Im Gegensatz zum Magenband ist die Therapie mittels Magenballon eine nicht-operative Therapieform der Adipositas.
Beim Magenballon handelt es sich um einen weichen, dehnbaren Silikonballon der mit Flüssigkeit gefüllt ist. Während einer Magenspiegelung die zum Ausschluss krankhafter Veränderungen im Magen dient, wird der Magenballon über die Speiseröhre in den Magen eingebracht. Der Eingriff kann ambulant durchgeführt werden und dauert nur ca. 10-20 Minuten.
Durch die permanente Teilfüllung des Magens, erreichen die Patienten wesentlich schneller ein Sättigungsgefühl und es wird somit weniger Nahrung aufgenommen. Ziel ist es, dass eine Gewichtsreduktion ohne Hungergefühl erreicht wird.
Der Magenballon ist für Patienten mit einem BMI von 25-40 geeignet, die über die konventionellen Methoden der Gewichtsreduktion keinen dauerhaften Gewichtsverlust halten konnten.
Wer einen BMI zwischen 40-60 hat und sich nicht für eine operative Behandlung (z.B. mittels Magenband) entschließen können, stellt der Magenballon durchaus eine sinnvolle Alternative dar.
Auch als vorbereitende Maßnahme bei einem BMI über 60, ist es sinnvoll mit Hilfe eines Magenballons zuerst sein Gewicht und somit auch die OP-Risiken zu reduzieren um dann die Einsetzung eines Magenbandes vornehmen zu lassen.
Der Magenballon kann für max. 6 Monate im Magen verbleiben. Danach muss er entfernt werden, damit die Magensäure das Material des Ballons nicht angreifen kann und evtl. etwas von der Kochsalzlösung austritt. Sollte eine weitere Gewichtsreduzierung angestrebt werden, kann unmittelbar ein neuer Ballon eingesetzt werden.
Nebenwirkungen:
Nach der Implantation des Ballons muss sich der Magen erst an die neue Situation gewöhnen. Eine häufige Reaktion auf diese Umstellung sind Übelkeit und Erbrechen, die medikamentös behandelt werden können.
Erfolge:
Der Magenballon dient als Hilfsmittel für eine Gewichtsreduktion die durch eine Veränderung der Verhaltensweisen und der Ernährungsgewohnheiten erzielt wird. Die Motivation des Einzelnen ist dabei von äußerster Wichtigkeit, die jedoch dadurch unterstützt wird, dass er keinen Hunger haben wird auch bei Reduzierung der Essensmengen.
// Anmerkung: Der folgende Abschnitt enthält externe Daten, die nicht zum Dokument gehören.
//! Stage catalog (name → factory) and the per-run stage registry.

use std::collections::BTreeMap;

use super::errors::{EngineError, EngineResult, StageResult};
use super::stage::Stage;
use crate::config::{ProcSettings, StageSettings};
use crate::models::StageGroup;

/// Builds a stage from its settings.
pub type StageFactory = Box<dyn Fn(&StageSettings) -> StageResult<Box<dyn Stage>> + Send + Sync>;

/// Explicit table of every stage implementation the engine can run, keyed
/// by group and name.
#[derive(Default)]
pub struct StageCatalog {
    factories: BTreeMap<StageGroup, BTreeMap<String, StageFactory>>,
}

impl StageCatalog {
    /// Create an empty catalog.
    pub fn new() -> Self {
        Self::default()
    }

    /// Register `factory` as `group/name`, replacing any earlier entry.
    pub fn register<F>(&mut self, group: StageGroup, name: impl Into<String>, factory: F) -> &mut Self
    where
        F: Fn(&StageSettings) -> StageResult<Box<dyn Stage>> + Send + Sync + 'static,
    {
        self.factories
            .entry(group)
            .or_default()
            .insert(name.into(), Box::new(factory));
        self
    }

    /// Register a factory (builder pattern).
    pub fn with<F>(mut self, group: StageGroup, name: impl Into<String>, factory: F) -> Self
    where
        F: Fn(&StageSettings) -> StageResult<Box<dyn Stage>> + Send + Sync + 'static,
    {
        self.register(group, name, factory);
        self
    }

    pub fn contains(&self, group: StageGroup, name: &str) -> bool {
        self.factories
            .get(&group)
            .is_some_and(|g| g.contains_key(name))
    }

    /// Registered names of `group`, sorted.
    pub fn names(&self, group: StageGroup) -> Vec<String> {
        self.factories
            .get(&group)
            .map(|g| g.keys().cloned().collect())
            .unwrap_or_default()
    }

    fn build(
        &self,
        group: StageGroup,
        name: &str,
        settings: &StageSettings,
    ) -> EngineResult<Box<dyn Stage>> {
        let factory = self
            .factories
            .get(&group)
            .and_then(|g| g.get(name))
            .ok_or_else(|| EngineError::UnknownStage {
                group,
                name: name.to_string(),
                available: self.names(group),
            })?;
        factory(settings).map_err(|source| EngineError::StageBuild {
            group,
            name: name.to_string(),
            source,
        })
    }
}

/// An enabled, built stage with its ordering key.
pub struct StageEntry {
    name: String,
    priority: i64,
    stage: Box<dyn Stage>,
}

impl StageEntry {
    pub fn name(&self) -> &str {
        &self.name
    }

    pub fn priority(&self) -> i64 {
        self.priority
    }

    pub fn stage(&self) -> &dyn Stage {
        self.stage.as_ref()
    }
}

/// Enabled stages of every group, each group sorted by ascending priority
/// and then by name.
#[derive(Default)]
pub struct StageRegistry {
    groups: BTreeMap<StageGroup, Vec<StageEntry>>,
}

impl StageRegistry {
    /// Resolve every enabled `[proc.*.*]` entry through `catalog`.
    ///
    /// Fails on the first enabled name the catalog does not know.
    pub fn build(catalog: &StageCatalog, proc: &ProcSettings) -> EngineResult<Self> {
        let mut groups = BTreeMap::new();

        for group in StageGroup::EXECUTION_ORDER {
            let mut entries = Vec::new();
            for (name, settings) in proc.group(group) {
                if !settings.enabled {
                    continue;
                }
                let stage = catalog.build(group, name, settings)?;
                entries.push(StageEntry {
                    name: name.clone(),
                    priority: settings.priority,
                    stage,
                });
            }
            entries.sort_by(|a, b| {
                a.priority
                    .cmp(&b.priority)
                    .then_with(|| a.name.cmp(&b.name))
            });
            groups.insert(group, entries);
        }

        Ok(Self { groups })
    }

    /// Entries of `group` in execution order.
    pub fn group(&self, group: StageGroup) -> &[StageEntry] {
        self.groups.get(&group).map(Vec::as_slice).unwrap_or(&[])
    }

    /// Total number of enabled stages.
    pub fn len(&self) -> usize {
        self.groups.values().map(Vec::len).sum()
    }

    pub fn is_empty(&self) -> bool {
        self.len() == 0
    }

    /// `group/name` of every stage, in the order a tick runs them.
    pub fn execution_plan(&self) -> Vec<String> {
        StageGroup::EXECUTION_ORDER
            .iter()
            .flat_map(|g| {
                self.group(*g)
                    .iter()
                    .map(move |e| format!("{}/{}", g, e.name))
            })
            .collect()
    }
}

#[cfg(test)]
mod tests {
    use super::*;
    use crate::data_bag::DataBag;
    use crate::orchestrator::errors::StageError;
    use crate::orchestrator::stage::StageContext;

    struct Named(String);

    impl Stage for Named {
        fn name(&self) -> &str {
            &self.0
        }

        fn run(&self, _bag: &mut DataBag, _ctx: &StageContext) -> StageResult<()> {
            Ok(())
        }
    }

    fn catalog(group: StageGroup, names: &[&'static str]) -> StageCatalog {
        let mut catalog = StageCatalog::new();
        for &name in names {
            catalog.register(group, name, move |_| {
                Ok(Box::new(Named(name.to_string())) as Box<dyn Stage>)
            });
        }
        catalog
    }

    fn proc_with(group: StageGroup, stages: &[(&str, bool, i64)]) -> ProcSettings {
        let mut proc = ProcSettings::default();
        for (name, enabled, priority) in stages {
            proc.group_mut(group)
                .insert(name.to_string(), StageSettings::new(*enabled, *priority));
        }
        proc
    }

    fn names(registry: &StageRegistry, group: StageGroup) -> Vec<&str> {
        registry.group(group).iter().map(|e| e.name()).collect()
    }

    #[test]
    fn orders_by_priority() {
        let catalog = catalog(StageGroup::Lidar, &["a", "b", "c"]);
        let proc = proc_with(
            StageGroup::Lidar,
            &[("a", true, 3), ("b", true, 1), ("c", true, 2)],
        );
        let registry = StageRegistry::build(&catalog, &proc).unwrap();
        assert_eq!(names(&registry, StageGroup::Lidar), vec!["b", "c", "a"]);
    }

    #[test]
    fn equal_priorities_order_by_name() {
        let catalog = catalog(StageGroup::Camera, &["zeta", "alpha", "mid"]);
        let proc = proc_with(
            StageGroup::Camera,
            &[("zeta", true, 1), ("alpha", true, 1), ("mid", true, 0)],
        );
        let registry = StageRegistry::build(&catalog, &proc).unwrap();
        assert_eq!(
            names(&registry, StageGroup::Camera),
            vec!["mid", "alpha", "zeta"]
        );
    }

    #[test]
    fn disabled_entries_are_skipped() {
        let catalog = catalog(StageGroup::Label, &["keep", "drop"]);
        let proc = proc_with(StageGroup::Label, &[("keep", true, 1), ("drop", false, 0)]);
        let registry = StageRegistry::build(&catalog, &proc).unwrap();
        assert_eq!(names(&registry, StageGroup::Label), vec!["keep"]);
        assert_eq!(registry.len(), 1);
    }

    #[test]
    fn unknown_enabled_stage_fails_with_registered_names() {
        let catalog = catalog(StageGroup::Lidar, &["crop", "denoise"]);
        let proc = proc_with(StageGroup::Lidar, &[("segment", true, 0)]);

        match StageRegistry::build(&catalog, &proc) {
            Err(EngineError::UnknownStage {
                group,
                name,
                available,
            }) => {
                assert_eq!(group, StageGroup::Lidar);
                assert_eq!(name, "segment");
                assert_eq!(available, vec!["crop", "denoise"]);
            }
            Err(other) => panic!("unexpected error: {}", other),
            Ok(_) => panic!("expected failure"),
        }
    }

    #[test]
    fn unknown_disabled_stage_is_ignored() {
        let catalog = StageCatalog::new();
        let proc = proc_with(StageGroup::Post, &[("ghost", false, 0)]);
        assert!(StageRegistry::build(&catalog, &proc).unwrap().is_empty());
    }

    #[test]
    fn factory_errors_surface_as_build_errors() {
        let catalog = StageCatalog::new().with(StageGroup::Post, "strict", |_| {
            Err(StageError::missing_parameter("path"))
        });
        let proc = proc_with(StageGroup::Post, &[("strict", true, 0)]);
        assert!(matches!(
            StageRegistry::build(&catalog, &proc),
            Err(EngineError::StageBuild { .. })
        ));
    }

    #[test]
    fn execution_plan_puts_post_last() {
        let mut catalog = catalog(StageGroup::Post, &["export"]);
        catalog.register(StageGroup::Lidar, "crop", |_| {
            Ok(Box::new(Named("crop".to_string())) as Box<dyn Stage>)
        });
        let mut proc = proc_with(StageGroup::Post, &[("export", true, -10)]);
        proc.group_mut(StageGroup::Lidar)
            .insert("crop".to_string(), StageSettings::new(true, 100));

        let registry = StageRegistry::build(&catalog, &proc).unwrap();
        assert_eq!(registry.execution_plan(), vec!["lidar/crop", "post/export"]);
    }
}
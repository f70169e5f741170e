//! KITTI-style binary point clouds.

use std::fs;
use std::path::Path;

use crate::models::PointCloud;
use crate::storage::errors::{StoreError, StoreResult};

const POINT_BYTES: usize = 16;

/// Read a `.bin` file of little-endian `f32` quadruples `(x, y, z, intensity)`.
pub fn read_point_cloud(path: &Path) -> StoreResult<PointCloud> {
    let bytes = fs::read(path)
        .map_err(|e| StoreError::io(format!("reading {}", path.display()), e))?;

    if bytes.len() % POINT_BYTES != 0 {
        return Err(StoreError::parse(
            path,
            format!(
                "{} bytes is not a multiple of the {}-byte point size",
                bytes.len(),
                POINT_BYTES
            ),
        ));
    }

    let points = bytes
        .chunks_exact(POINT_BYTES)
        .map(|chunk| {
            let mut point = [0.0f32; 4];
            for (value, raw) in point.iter_mut().zip(chunk.chunks_exact(4)) {
                *value = f32::from_le_bytes([raw[0], raw[1], raw[2], raw[3]]);
            }
            point
        })
        .collect();

    Ok(PointCloud::new(points))
}

#[cfg(test)]
pub(crate) fn encode_points(points: &[[f32; 4]]) -> Vec<u8> {
    points
        .iter()
        .flat_map(|p| p.iter().flat_map(|v| v.to_le_bytes()))
        .collect()
}

#[cfg(test)]
mod tests {
    use super::*;
    use tempfile::tempdir;

    #[test]
    fn reads_points() {
        let dir = tempdir().unwrap();
        let path = dir.path().join("000000.bin");
        fs::write(&path, encode_points(&[[1.0, 2.0, 3.0, 0.5], [-1.0, 0.0, 4.5, 1.0]])).unwrap();

        let cloud = read_point_cloud(&path).unwrap();
        assert_eq!(cloud.len(), 2);
        assert_eq!(cloud.points[1], [-1.0, 0.0, 4.5, 1.0]);
    }

    #[test]
    fn rejects_truncated_file() {
        let dir = tempdir().unwrap();
        let path = dir.path().join("000000.bin");
        fs::write(&path, [0u8; 10]).unwrap();

        assert!(matches!(
            read_point_cloud(&path),
            Err(StoreError::Parse { .. })
        ));
    }
}
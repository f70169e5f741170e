//! Lockstep Core - frame-synchronized multi-modal pipeline engine
//!
//! Per-modality record stores (lidar, camera, calibration, labels) are
//! prefetched in the background and read by frame index. A scheduler loop
//! follows the shared playback position: whenever it moves, one frame is
//! loaded from every store into a [`DataBag`], run through the enabled
//! stages in priority order and handed to the presenters.
//!
//! The crate has no UI dependencies; front-ends plug in through the
//! [`Presenter`] and [`InputSource`] traits.

pub mod config;
pub mod data_bag;
pub mod input;
pub mod logging;
pub mod models;
pub mod orchestrator;
pub mod playback;
pub mod presentation;
pub mod stages;
pub mod storage;

pub use data_bag::DataBag;
pub use input::InputSource;
pub use orchestrator::{Engine, EngineError, EngineResult, Stage, StageCatalog, StageContext};
pub use presentation::Presenter;

/// Returns the crate version.
pub fn version() -> &'static str {
    env!("CARGO_PKG_VERSION")
}
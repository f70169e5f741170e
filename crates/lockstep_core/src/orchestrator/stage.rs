//! Stage trait definition and the context stages run with.
//!
//! A stage is one algorithm applied to the frame's data bag. Stages are
//! built from their `[proc.<group>.<name>]` settings by a factory registered
//! in the [`StageCatalog`](super::StageCatalog), then run once per new frame
//! in priority order.

use std::path::PathBuf;
use std::sync::Arc;

use super::errors::StageResult;
use crate::config::Settings;
use crate::data_bag::DataBag;
use crate::logging::RunLogger;

/// Trait for processing stages.
///
/// # Example
///
/// ```ignore
/// struct CountPoints;
///
/// impl Stage for CountPoints {
///     fn name(&self) -> &str { "count_points" }
///
///     fn required_keys(&self) -> &[&'static str] { &[keys::POINT_CLOUD] }
///
///     fn run(&self, bag: &mut DataBag, ctx: &StageContext) -> StageResult<()> {
///         if !ctx.require(bag, self.name(), self.required_keys()) {
///             return Ok(());
///         }
///         // ...
///         Ok(())
///     }
/// }
/// ```
pub trait Stage: Send + Sync {
    /// Stage name (for logging and error context).
    fn name(&self) -> &str;

    /// Bag keys the stage reads. Checked by the stage itself.
    fn required_keys(&self) -> &[&'static str] {
        &[]
    }

    /// Process the current frame.
    ///
    /// A missing key is not an error: log it through `ctx` and return
    /// `Ok(())`. Returned errors (and panics) are logged by the scheduler and
    /// the remaining stages still run.
    fn run(&self, bag: &mut DataBag, ctx: &StageContext) -> StageResult<()>;
}

/// Read-only context passed to stages.
pub struct StageContext {
    /// Settings the run was configured with.
    pub settings: Arc<Settings>,
    /// Per-run logger.
    pub logger: Arc<RunLogger>,
}

impl StageContext {
    pub fn new(settings: Arc<Settings>, logger: Arc<RunLogger>) -> Self {
        Self { settings, logger }
    }

    /// Directory for files written by post stages.
    pub fn output_dir(&self) -> PathBuf {
        PathBuf::from(&self.settings.outputs.path)
    }

    /// Check that `bag` holds every key in `required`.
    ///
    /// Logs an error naming the stage and the first missing key and returns
    /// `false` if one is absent.
    pub fn require(&self, bag: &DataBag, stage: &str, required: &[&str]) -> bool {
        match bag.missing(required) {
            Some(key) => {
                self.logger
                    .error(&format!("[{}] '{}' not found in data bag", stage, key));
                false
            }
            None => true,
        }
    }
}

#[cfg(test)]
mod tests {
    use super::*;
    use crate::data_bag::keys;
    use crate::logging::LogConfig;

    struct MockStage;

    impl Stage for MockStage {
        fn name(&self) -> &str {
            "mock"
        }

        fn required_keys(&self) -> &[&'static str] {
            &[keys::IMAGE]
        }

        fn run(&self, bag: &mut DataBag, ctx: &StageContext) -> StageResult<()> {
            if !ctx.require(bag, self.name(), self.required_keys()) {
                return Ok(());
            }
            bag.insert("mock_ran", true);
            Ok(())
        }
    }

    fn context() -> StageContext {
        StageContext::new(
            Arc::new(Settings::default()),
            Arc::new(RunLogger::detached("stage-test", LogConfig::default())),
        )
    }

    #[test]
    fn missing_key_logs_and_skips() {
        let ctx = context();
        let stage: Box<dyn Stage> = Box::new(MockStage);
        let mut bag = DataBag::new();

        stage.run(&mut bag, &ctx).unwrap();
        assert!(!bag.contains("mock_ran"));
        assert!(ctx
            .logger
            .get_tail()
            .iter()
            .any(|l| l.contains("[mock]") && l.contains(keys::IMAGE)));

        bag.insert(keys::IMAGE, 0u8);
        stage.run(&mut bag, &ctx).unwrap();
        assert_eq!(bag.get::<bool>("mock_ran"), Some(&true));
    }

    #[test]
    fn output_dir_follows_settings() {
        let ctx = context();
        assert_eq!(ctx.output_dir(), PathBuf::from("outputs"));
    }
}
Eine psychologische Betreuung wird unbedingt empfohlen.
#1 von Erika Breit - 23. November 2009 zu 13:49
Die psychologische Betreuung ist in diesem Fall wirklcih empfehlenswert! Manche Patienten könnten schwer an die neuen Situation gewöhnen, deshalb müssen sie gut für den neuen Schritt vorbereitet sind.